* **Exercise details**
In the listing below, print exactly the lines between the line holding "let (color, width)" and the line holding "Moves the check", inclusive, and no more.

Data to examine below:

impl OneWayFlowControlValve {
    fn new(cfg: FunctionalConfig) -> Self {
        let h = cfg.height;
        let w = h;
        let r = h / 15.0;
        let x_l = -w / 4.0;
        let x_r = w / 4.0;
        let third = h / 3.0;

        let mut nodes = vec![
            cfg.body(w),
            cfg.line(Vec2::new(x_l, h / 2.0), Vec2::new(x_l, third)),
            cfg.line(Vec2::new(x_l, third), Vec2::new(x_l, -third)),
            cfg.line(Vec2::new(x_l, -third), Vec2::new(x_l, -h / 2.0)),
            Node::dot(Vec2::new(x_l, third), h / 40.0),
            Node::dot(Vec2::new(x_l, -third), h / 40.0),
            cfg.line(Vec2::new(x_l, third), Vec2::new(x_r, third)),
            cfg.line(Vec2::new(x_r, third), Vec2::new(x_r, SQRT_2 * r)),
        ];
        let apex = Vec2::new(x_r, SQRT_2 * r);
        let spread = (0.5 + SQRT_2) * r;
        nodes.push(cfg.line(apex, apex + Vec2::new(-spread, -r / 2.0)));
        nodes.push(cfg.line(apex, apex + Vec2::new(spread, -r / 2.0)));
        nodes.push(Node::circle(Vec2::new(x_r, 0.0), h / 14.0).stroke(palette::BLACK, cfg.stroke_width()));
        nodes.push(cfg.line(Vec2::new(x_r, -r), Vec2::new(x_r, -third)));
        nodes.push(cfg.line(Vec2::new(x_r, -third), Vec2::new(x_l, -third)));

        let choke = Vec2::new(x_l, 0.0);
        let offset = Vec2::RIGHT * ((1.0 / 3.0 + 1.0 / 20.0) * h);
        nodes.push(Node::arc(choke + offset, third, 5.0 / 6.0 * PI, PI / 3.0).stroke(palette::BLACK, cfg.stroke_width()));
        nodes.push(Node::arc(choke - offset, third, PI / 6.0, -PI / 3.0).stroke(palette::BLACK, cfg.stroke_width()));
        let tilt = Vec2::from_angle(PI / 6.0);
        nodes.push(Node::arrow(choke - tilt * (h / 6.0), choke + tilt * (h / 4.0)).stroke(palette::BLACK, cfg.stroke_width()));

        if cfg.labels {
            let top = nodes[1].start();
            let bottom = nodes[3].end();
            nodes.push(cfg.label("2", top, Vec2::DL, 0.15));
            nodes.push(cfg.label("1", bottom, Vec2::UL, 0.15));
        }

        let mut body = Node::group(nodes);
        body.rotate_about(cfg.angle, Vec2::ORIGIN);
        let mut seat_dir = Vec2::DOWN.rotated(cfg.angle);
        if cfg.flipped {
            // Mirror across the valve's horizontal centre line, then turn the
            // adjustment arrow back up.
            body.flip_about(Vec2::RIGHT.rotated(cfg.angle), Vec2::ORIGIN);
            if let Some(arrow) = body.child_mut(15) {
                arrow.flip(Vec2::RIGHT.rotated(cfg.angle));
            }
            seat_dir = -seat_dir;
        }

        let stem_length = third - r;
        log::debug!("one-way flow control valve, height {h}, flipped {}", cfg.flipped);
        Self {
            node: body,
            check: CheckBall {
                ball: 10,
                stem: 11,
                stem_length,
                travel: 2.0 / 7.0 * stem_length,
                offset: 0.0,
                seat_dir,
                state: BallState::Neutral,
            },
            choke_width: cfg.stroke_width(),
            idle_color: cfg.style.idle_color,
        }
    }

    #[inline]
    pub fn ball_state(&self) -> BallState {
        self.check.state
    }

    /// Highlights the choke branch (`active`) or returns it to idle.
    pub fn active_choke(&mut self, active: bool, color: Color) -> Vec<Animation> {
        let (color, width) = if active {
            (color, 2.0 * self.choke_width)
        } else {
            (self.idle_color, self.choke_width)
        };
        let anims = vec![
            Animation::mutate([2])
                .with(Mutation::SetColor(color))
                .with(Mutation::SetStrokeWidth(width)),
            Animation::mutate_all(indices(13..16)).with(Mutation::SetColor(color)),
        ];
        self.commit(anims)
    }

    /// Moves the check ball and colours the branch the air takes. `color`
    /// is ignored for [`BallState::Neutral`].
    pub fn active_not_return(&mut self, state: BallState, color: Color) -> Vec<Animation> {
        let (color, opacity) = match state {
            BallState::Neutral => (self.idle_color, 0.0),
            BallState::Open | BallState::Closed => (color, 0.3),
        };
        // An open valve colours the whole check branch; a closed one stops at
        // the seat.
        let first = if state == BallState::Closed { 8 } else { 6 };
        let mut targets = vec![NodePath::from([1]), NodePath::from([3]), NodePath::from([12])];
        targets.extend(indices(first..10));

        let mut anims = Vec::from(self.check.motion(state, color, opacity));
        anims.push(Animation::mutate_all(targets).with(Mutation::SetColor(color)));
        self.commit(anims)
    }

    /// Port 2 (outlet of the choke branch).
    pub fn port_2(&self) -> Vec2 {
        self.node.child(1).map(Node::start).unwrap_or_default()
    }

    /// Port 1 (inlet of the choke branch).
    pub fn port_1(&self) -> Vec2 {
        self.node.child(3).map(Node::end).unwrap_or_default()
    }
}

impl Component for OneWayFlowControlValve {
    fn node(&self) -> &Node {
        &self.node
    }

    fn node_mut(&mut self) -> &mut Node {
        &mut self.node
    }
}

// ── piloted check valve ───────────────────────────────────────────────────

/// Check valve that a pilot signal on port 3 can force open.
///
/// Node layout: `0` body, `1` inlet stub, `2`, `3` seat cone, `4` ball,
/// `5` stem, `6`, `7` pilot line, then labels `1`, `2`, `3` when enabled.
#[derive(Debug, Clone)]
pub struct PilotedCheckValve {
    node: Node,
    check: CheckBall,
    idle_color: Color,
}

impl PilotedCheckValve {
    fn new(cfg: FunctionalConfig) -> Self {
        let h = cfg.height;
        let w = h / 1.8;
        let r = h / 10.0;

        let apex = Vec2::UP * (1.5 / 5.0 * h);
        let spread = (0.5 + SQRT_2) * r;
        let ball_center = Vec2::UP * (0.3 * h - (1.0 + FRAC_1_SQRT_2) * r);
        let ball_bottom = ball_center + Vec2::DOWN * r;
        let pilot_start = Vec2::new(-w / 2.0, h / 4.0);
        let pilot_end = pilot_start + Vec2::RIGHT * (h / 8.0);

        let mut nodes = vec![
            cfg.body(w),
            cfg.line(Vec2::UP * (h / 2.0), Vec2::UP * (0.3 * h)),
            cfg.line(apex, apex + Vec2::new(-spread, -spread)),
            cfg.line(apex, apex + Vec2::new(spread, -spread)),
            Node::circle(ball_center, r).stroke(palette::BLACK, cfg.stroke_width()),
            cfg.line(ball_bottom, Vec2::DOWN * (h / 2.0)),
            cfg.line(pilot_start, pilot_end),
        ];
        let cone_center = nodes[2].center();
        nodes.push(cfg.line(pilot_end, cone_center));

        if cfg.labels {
            let (top, bottom) = (nodes[1].top(), nodes[5].bottom());
            nodes.push(cfg.label("1", top, Vec2::UL, 0.05 * h));
            nodes.push(cfg.label("2", bottom, Vec2::DL, 0.05 * h));
            nodes.push(cfg.label("3", pilot_start, Vec2::UL, 0.05 * h));
        }

        let mut body = Node::group(nodes);
        body.rotate_about(cfg.angle, Vec2::ORIGIN);
        if cfg.flipped {
            // Pilot on the other side.
            body.flip_about(Vec2::UP.rotated(cfg.angle), Vec2::ORIGIN);
        }

        let stem_length = ball_bottom.y + h / 2.0;
        log::debug!("piloted check valve, height {h}, flipped {}", cfg.flipped);
        Self {
            node: body,
            check: CheckBall {
                ball: 4,
                stem: 5,
                stem_length,
                travel: 4.0 / 7.0 * (1.2 / 5.0 * h),
                offset: 0.0,
                seat_dir: Vec2::DOWN.rotated(cfg.angle),
                state: BallState::Neutral,
            },
            idle_color: cfg.style.idle_color,
        }
    }

    #[inline]
    pub fn ball_state(&self) -> BallState {
        self.check.state
    }

    pub fn active_not_return(&mut self, state: BallState, color: Color) -> Vec<Animation> {
        let (color, opacity) = match state {
            BallState::Neutral => (self.idle_color, 0.0),
            BallState::Open | BallState::Closed => (color, 0.1),
        };
        let mut anims = Vec::from(self.check.motion(state, color, opacity));
        anims.push(Animation::mutate([1]).with(Mutation::SetColor(color)));
        self.commit(anims)
    }

    /// Port 1, top of the body.
    pub fn port_1(&self) -> Vec2 {
        self.node.child(1).map(Node::start).unwrap_or_default()
    }

    /// Port 3, pilot inlet.
    pub fn port_3(&self) -> Vec2 {
        self.node.child(6).map(Node::start).unwrap_or_default()
    }
}

impl Component for PilotedCheckValve {
    fn node(&self) -> &Node {
        &self.node
    }

    fn node_mut(&mut self) -> &mut Node {
        &mut self.node
    }
}

// ── logic valves ──────────────────────────────────────────────────────────

/// Port stubs on the left, top and right of a logic valve body.
fn logic_ports(cfg: &FunctionalConfig, body: &Node, w: f32) -> [Node; 3] {
    [
        cfg.line(body.left(), body.left() + Vec2::LEFT * (w / 6.0)),
        cfg.line(body.top(), body.top() + Vec2::UP * (w / 6.0)),
        cfg.line(body.right(), body.right() + Vec2::RIGHT * (w / 6.0)),
    ]
}

fn logic_labels(cfg: &FunctionalConfig, ports: &[Node]) -> Vec<Node> {
    let h = cfg.height;
    vec![
        cfg.label("1", ports[0].top(), Vec2::UP, h / 20.0),
        cfg.label("2", ports[1].right(), Vec2::RIGHT, h / 20.0),
        cfg.label("3", ports[2].top(), Vec2::UP, h / 20.0),
    ]
}

/// Two-pressure (AND) valve with a sliding shuttle piston.
///
/// Node layout: `0` body, `1..5` diaphragms, `5` piston, `6`, `7` piston
/// ends, `8..11` port stubs (1, 2, 3), then labels when enabled.
#[derive(Debug, Clone)]
pub struct AndValve {
    node: Node,
    /// Distance between the two piston seats.
    travel: f32,
    position: f32,
}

End of Data to examine.

* **Solution to this problem**
        let (color, width) = if active {
            (color, 2.0 * self.choke_width)
        } else {
            (self.idle_color, self.choke_width)
        };
        let anims = vec![
            Animation::mutate([2])
                .with(Mutation::SetColor(color))
                .with(Mutation::SetStrokeWidth(width)),
            Animation::mutate_all(indices(13..16)).with(Mutation::SetColor(color)),
        ];
        self.commit(anims)
    }

    /// Moves the check ball and colours the branch the air takes. `color`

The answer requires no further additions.